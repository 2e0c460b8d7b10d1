//! Integration tests for the public expansion API
//!
//! Each test pins one observable property of `expand` against a spread of
//! rules and anchors.

use cadence_core::{
    DayOfWeek, MonthlyType, Occurrence, RecurrenceError, RecurrenceRule, TimeAnchor, Timezone,
    ValidationError, expand, validate_anchor, validate_rule,
};
use chrono::{DateTime, Duration, NaiveDate, NaiveDateTime, TimeZone, Utc};

fn date(y: i32, m: u32, d: u32) -> NaiveDate {
    NaiveDate::from_ymd_opt(y, m, d).unwrap()
}

fn at(y: i32, m: u32, d: u32, h: u32, min: u32) -> NaiveDateTime {
    date(y, m, d).and_hms_opt(h, min, 0).unwrap()
}

fn utc(y: i32, m: u32, d: u32, h: u32, min: u32) -> DateTime<Utc> {
    Utc.with_ymd_and_hms(y, m, d, h, min, 0).unwrap()
}

fn new_york(start: NaiveDateTime, minutes: i64) -> TimeAnchor {
    TimeAnchor::timed(
        start,
        Timezone::new("America/New_York").unwrap(),
        start + Duration::minutes(minutes),
        Timezone::new("America/New_York").unwrap(),
    )
}

fn all_day(d: NaiveDate) -> TimeAnchor {
    TimeAnchor::all_day(d, d)
}

fn start_dates(anchor: &TimeAnchor, rule: &RecurrenceRule) -> Vec<NaiveDate> {
    expand(anchor, rule)
        .unwrap()
        .map(|slot| slot.start_date())
        .collect()
}

/// Repeating patterns valid for an anchor on Tuesday 2024-01-30
fn patterns() -> Vec<RecurrenceRule> {
    vec![
        RecurrenceRule::daily(1),
        RecurrenceRule::daily(5),
        RecurrenceRule::weekly(1, [DayOfWeek::Tuesday, DayOfWeek::Thursday]),
        RecurrenceRule::weekly(3, [DayOfWeek::Monday, DayOfWeek::Tuesday, DayOfWeek::Sunday]),
        RecurrenceRule::monthly(1, MonthlyType::SameDay),
        RecurrenceRule::monthly(2, MonthlyType::SameWeekday),
        RecurrenceRule::annually(1),
    ]
}

#[test]
fn test_count_rules_yield_count_plus_one() {
    let anchor = all_day(date(2024, 1, 30));
    for pattern in patterns() {
        for count in [1, 2, 7, 30] {
            let rule = pattern.clone().times(count);
            let slots: Vec<_> = expand(&anchor, &rule).unwrap().collect();
            assert_eq!(slots.len(), count as usize + 1, "{rule:?}");
        }
    }
}

#[test]
fn test_until_rules_stop_at_bound() {
    let anchor = all_day(date(2024, 1, 30));
    let until = date(2025, 6, 15);
    for pattern in patterns() {
        let rule = pattern.clone().until(until);
        let dates = start_dates(&anchor, &rule);
        assert!(dates.iter().all(|d| *d <= until), "{rule:?}");

        // The first candidate the bounded run dropped lies past the bound
        let next = expand(&anchor, &pattern)
            .unwrap()
            .nth(dates.len())
            .map(|slot| slot.start_date());
        assert!(next.is_some_and(|d| d > until), "{rule:?}");
    }
}

#[test]
fn test_occurrences_strictly_ascending_by_utc() {
    let anchor = new_york(at(2024, 1, 30, 1, 30), 90);
    for pattern in patterns() {
        let starts: Vec<_> = expand(&anchor, &pattern)
            .unwrap()
            .take(400)
            .filter_map(|slot| slot.start_utc())
            .collect();
        assert_eq!(starts.len(), 400);
        assert!(starts.windows(2).all(|w| w[0] < w[1]), "{pattern:?}");
    }
}

#[test]
fn test_never_yields_the_anchor() {
    let anchor = new_york(at(2024, 7, 4, 18, 0), 120);
    let slots: Vec<_> = expand(&anchor, &RecurrenceRule::never()).unwrap().collect();
    assert_eq!(slots.len(), 1);

    let slot = slots[0].as_timed().unwrap();
    assert_eq!(slot.start_local, at(2024, 7, 4, 18, 0));
    assert_eq!(slot.end_local, at(2024, 7, 4, 20, 0));
    assert_eq!(slot.start_utc, utc(2024, 7, 4, 22, 0));
    assert_eq!(slot.end_utc, utc(2024, 7, 5, 0, 0));

    let day = all_day(date(2024, 7, 4));
    let slots: Vec<_> = expand(&day, &RecurrenceRule::never()).unwrap().collect();
    assert_eq!(
        slots,
        vec![Occurrence::AllDay {
            start: date(2024, 7, 4),
            end: date(2024, 7, 4)
        }]
    );
}

#[test]
fn test_expansion_is_idempotent() {
    let anchor = new_york(at(2024, 3, 1, 2, 30), 45);
    let rule = RecurrenceRule::monthly(1, MonthlyType::SameWeekday).times(24);
    let first: Vec<_> = expand(&anchor, &rule).unwrap().collect();
    let second: Vec<_> = expand(&anchor, &rule).unwrap().collect();
    assert_eq!(first, second);
}

#[test]
fn test_dst_gap_start() {
    let anchor = new_york(at(2024, 3, 10, 2, 30), 60);
    let slots: Vec<_> = expand(&anchor, &RecurrenceRule::never()).unwrap().collect();
    assert_eq!(slots[0].start_utc(), Some(utc(2024, 3, 10, 7, 30)));
}

#[test]
fn test_dst_overlap_start() {
    let anchor = new_york(at(2024, 11, 3, 1, 30), 60);
    let slots: Vec<_> = expand(&anchor, &RecurrenceRule::never()).unwrap().collect();
    assert_eq!(slots[0].start_utc(), Some(utc(2024, 11, 3, 5, 30)));
}

#[test]
fn test_monthly_same_day_clamps_day_31() {
    let anchor = all_day(date(2024, 8, 31));
    let rule = RecurrenceRule::monthly(1, MonthlyType::SameDay).times(1);
    assert_eq!(
        start_dates(&anchor, &rule),
        vec![date(2024, 8, 31), date(2024, 9, 30)]
    );
}

#[test]
fn test_monthly_same_weekday_last_monday() {
    let anchor = all_day(date(2024, 9, 30));
    let rule = RecurrenceRule::monthly(6, MonthlyType::SameWeekday).times(1);
    assert_eq!(
        start_dates(&anchor, &rule),
        vec![date(2024, 9, 30), date(2025, 3, 31)]
    );
}

#[test]
fn test_weekly_every_other_week_until() {
    let anchor = all_day(date(2024, 8, 20));
    let rule =
        RecurrenceRule::weekly(2, [DayOfWeek::Monday, DayOfWeek::Tuesday]).until(date(2024, 9, 5));
    assert_eq!(
        start_dates(&anchor, &rule),
        vec![date(2024, 8, 20), date(2024, 9, 2), date(2024, 9, 3)]
    );
}

#[test]
fn test_annual_leap_day_clamps() {
    let anchor = all_day(date(2024, 2, 29));
    let rule = RecurrenceRule::annually(1).times(4);
    assert_eq!(
        start_dates(&anchor, &rule),
        vec![
            date(2024, 2, 29),
            date(2025, 2, 28),
            date(2026, 2, 28),
            date(2027, 2, 28),
            date(2028, 2, 29)
        ]
    );
}

#[test]
fn test_nominal_duration_is_reapplied_across_dst() {
    let anchor = new_york(at(2024, 11, 2, 0, 30), 120);
    let slots: Vec<_> = expand(&anchor, &RecurrenceRule::daily(1).times(1))
        .unwrap()
        .collect();
    for slot in &slots {
        let slot = slot.as_timed().unwrap();
        assert_eq!(slot.end_utc - slot.start_utc, Duration::hours(2));
    }
    // 00:30 EDT plus two elapsed hours crosses the fall-back and ends at 01:30 EST
    let second = slots[1].as_timed().unwrap();
    assert_eq!(second.start_utc, utc(2024, 11, 3, 4, 30));
    assert_eq!(second.end_utc, utc(2024, 11, 3, 6, 30));
    assert_eq!(second.end_local, at(2024, 11, 3, 1, 30));
}

#[test]
fn test_forever_is_lazy() {
    let anchor = all_day(date(2024, 1, 1));
    let mut slots = expand(&anchor, &RecurrenceRule::daily(1)).unwrap();
    assert_eq!(slots.nth(9_999).map(|s| s.start_date()), Some(date(2051, 5, 18)));
    assert!(slots.next().is_some());
}

#[test]
fn test_rejection_happens_before_expansion() {
    let anchor = all_day(date(2024, 8, 20));
    let rule = RecurrenceRule::weekly(1, [DayOfWeek::Wednesday]).times(3);
    match expand(&anchor, &rule) {
        Err(RecurrenceError::InvalidRule(ValidationError::AnchorWeekdayNotIncluded(day))) => {
            assert_eq!(day, DayOfWeek::Tuesday);
        }
        other => panic!("Expected rejection, got {other:?}"),
    }
}

#[test]
fn test_validation_entry_points_agree_with_expand() {
    let anchor = new_york(at(2024, 8, 20, 9, 0), 60);
    let rule = RecurrenceRule::daily(1).until(date(2024, 8, 19));
    assert!(validate_anchor(&anchor).is_ok());
    assert!(validate_rule(&rule, &anchor).is_err());
    assert!(expand(&anchor, &rule).is_err());
}
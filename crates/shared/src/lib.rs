//! Process bootstrap shared by the cadence binaries

pub mod bootstrap;
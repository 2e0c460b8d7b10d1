use tracing_appender::non_blocking::WorkerGuard;
use tracing_subscriber::{layer::SubscriberExt, util::SubscriberInitExt};

/// Initialize dotenvy
pub fn init_env() {
    dotenvy::dotenv().ok();
}

/// Default `EnvFilter` directives when `RUST_LOG` is unset
pub fn default_filter(service_name: &str) -> String {
    format!("info,{}=debug", service_name.replace('-', "_"))
}

/// File name for a JSON log written by `service_name`, stamped with local start time
pub fn log_file_name(service_name: &str) -> String {
    let now = chrono::Local::now().format("%y-%m-%d-%H-%M-%S").to_string();
    format!("cadence-{}.log.{}.jsonl", service_name, now)
}

/// Initialize tracing with optional file logging
///
/// Human-readable output goes to stderr so stdout stays free for command
/// output. When `LOG_DIR` is set, a JSON copy is also written there; the
/// returned guard flushes it and must be held until exit.
pub fn init_tracing(service_name: &str) -> Option<WorkerGuard> {
    let env_filter = tracing_subscriber::EnvFilter::try_from_default_env()
        .unwrap_or_else(|_| default_filter(service_name).into());

    let stderr_layer = tracing_subscriber::fmt::layer()
        .with_target(true)
        .with_writer(std::io::stderr);

    let registry = tracing_subscriber::registry()
        .with(env_filter)
        .with(stderr_layer);

    match std::env::var("LOG_DIR") {
        Ok(log_dir) if !log_dir.trim().is_empty() => {
            let file_appender =
                tracing_appender::rolling::never(log_dir, log_file_name(service_name));
            let (non_blocking, guard) = tracing_appender::non_blocking(file_appender);

            let file_layer = tracing_subscriber::fmt::layer()
                .with_ansi(false)
                .with_writer(non_blocking)
                .json();

            registry.with(file_layer).init();

            Some(guard)
        }
        _ => {
            registry.init();
            None
        }
    }
}
//! Error types for Cadence core engine logic

use chrono::{NaiveDate, NaiveDateTime};
use thiserror::Error;

use crate::rule::{DayOfWeek, Frequency};

/// Specific reasons a rule or anchor is rejected before expansion
#[derive(Error, Debug, Clone, PartialEq, Eq)]
pub enum ValidationError {
    #[error("Recurrence frequency is required")]
    MissingFrequency,

    #[error("Field '{0}' must be absent when frequency is NEVER")]
    FieldNotAllowedForNever(&'static str),

    #[error("Step must be a positive integer")]
    ZeroStep,

    #[error("Weekly rules require at least one weekday")]
    MissingWeeklyDays,

    #[error("Anchor weekday {0} is not one of the rule's weekly days")]
    AnchorWeekdayNotIncluded(DayOfWeek),

    #[error("Weekly days are only allowed for WEEKLY rules, got {0}")]
    WeeklyDaysNotAllowed(Frequency),

    #[error("Monthly rules require a monthly type")]
    MissingMonthlyType,

    #[error("Monthly type is only allowed for MONTHLY rules, got {0}")]
    MonthlyTypeNotAllowed(Frequency),

    #[error("Repeating rules require a duration")]
    MissingDuration,

    #[error("Duration UNTIL_DATE requires an until date")]
    MissingUntilDate,

    #[error("Duration N_OCCURRENCES requires an occurrence count")]
    MissingOccurrenceCount,

    #[error("Until date is only allowed with duration UNTIL_DATE")]
    UntilDateNotAllowed,

    #[error("Occurrence count is only allowed with duration N_OCCURRENCES")]
    OccurrenceCountNotAllowed,

    #[error("Occurrence count must be a positive integer")]
    ZeroOccurrenceCount,

    #[error("Until date {until} precedes the anchor end date {anchor_end}")]
    UntilBeforeAnchorEnd {
        until: NaiveDate,
        anchor_end: NaiveDate,
    },

    #[error("Event must end after it starts")]
    EndNotAfterStart,

    #[error("Event must not span more than 24 hours, got {minutes} minutes")]
    SpanTooLong { minutes: i64 },

    #[error("Invalid timezone: {0}")]
    InvalidTimezone(String),

    #[error("Local time {0} is outside the supported calendar range")]
    OutOfRange(NaiveDateTime),
}

/// Core recurrence engine errors
#[derive(Error, Debug)]
pub enum RecurrenceError {
    #[error("Invalid recurrence rule: {0}")]
    InvalidRule(#[from] ValidationError),

    #[error("Invalid timezone: {0}")]
    InvalidTimezone(String),

    #[error("Anchor time {0} is outside the supported calendar range")]
    AnchorOutOfRange(NaiveDateTime),

    #[error("Requested {requested} occurrences, maximum is {max}")]
    LimitExceeded { requested: usize, max: usize },
}

/// Result type alias for recurrence operations
pub type RecurrenceResult<T> = Result<T, RecurrenceError>;

/// Configuration loading errors
#[derive(Error, Debug)]
pub enum ConfigError {
    #[error("Invalid value for {name}: {value}")]
    InvalidEnvVar { name: String, value: String },
}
○ ○ ○
Problem: Apply a filter for "must" to the entries and show each line that passes.

Solved problem:
/// returned guard flushes it and must be held until exit.
    #[error("Field '{0}' must be absent when frequency is NEVER")]
    #[error("Step must be a positive integer")]
    #[error("Occurrence count must be a positive integer")]
    #[error("Event must end after it starts")]
    #[error("Event must not span more than 24 hours, got {minutes} minutes")]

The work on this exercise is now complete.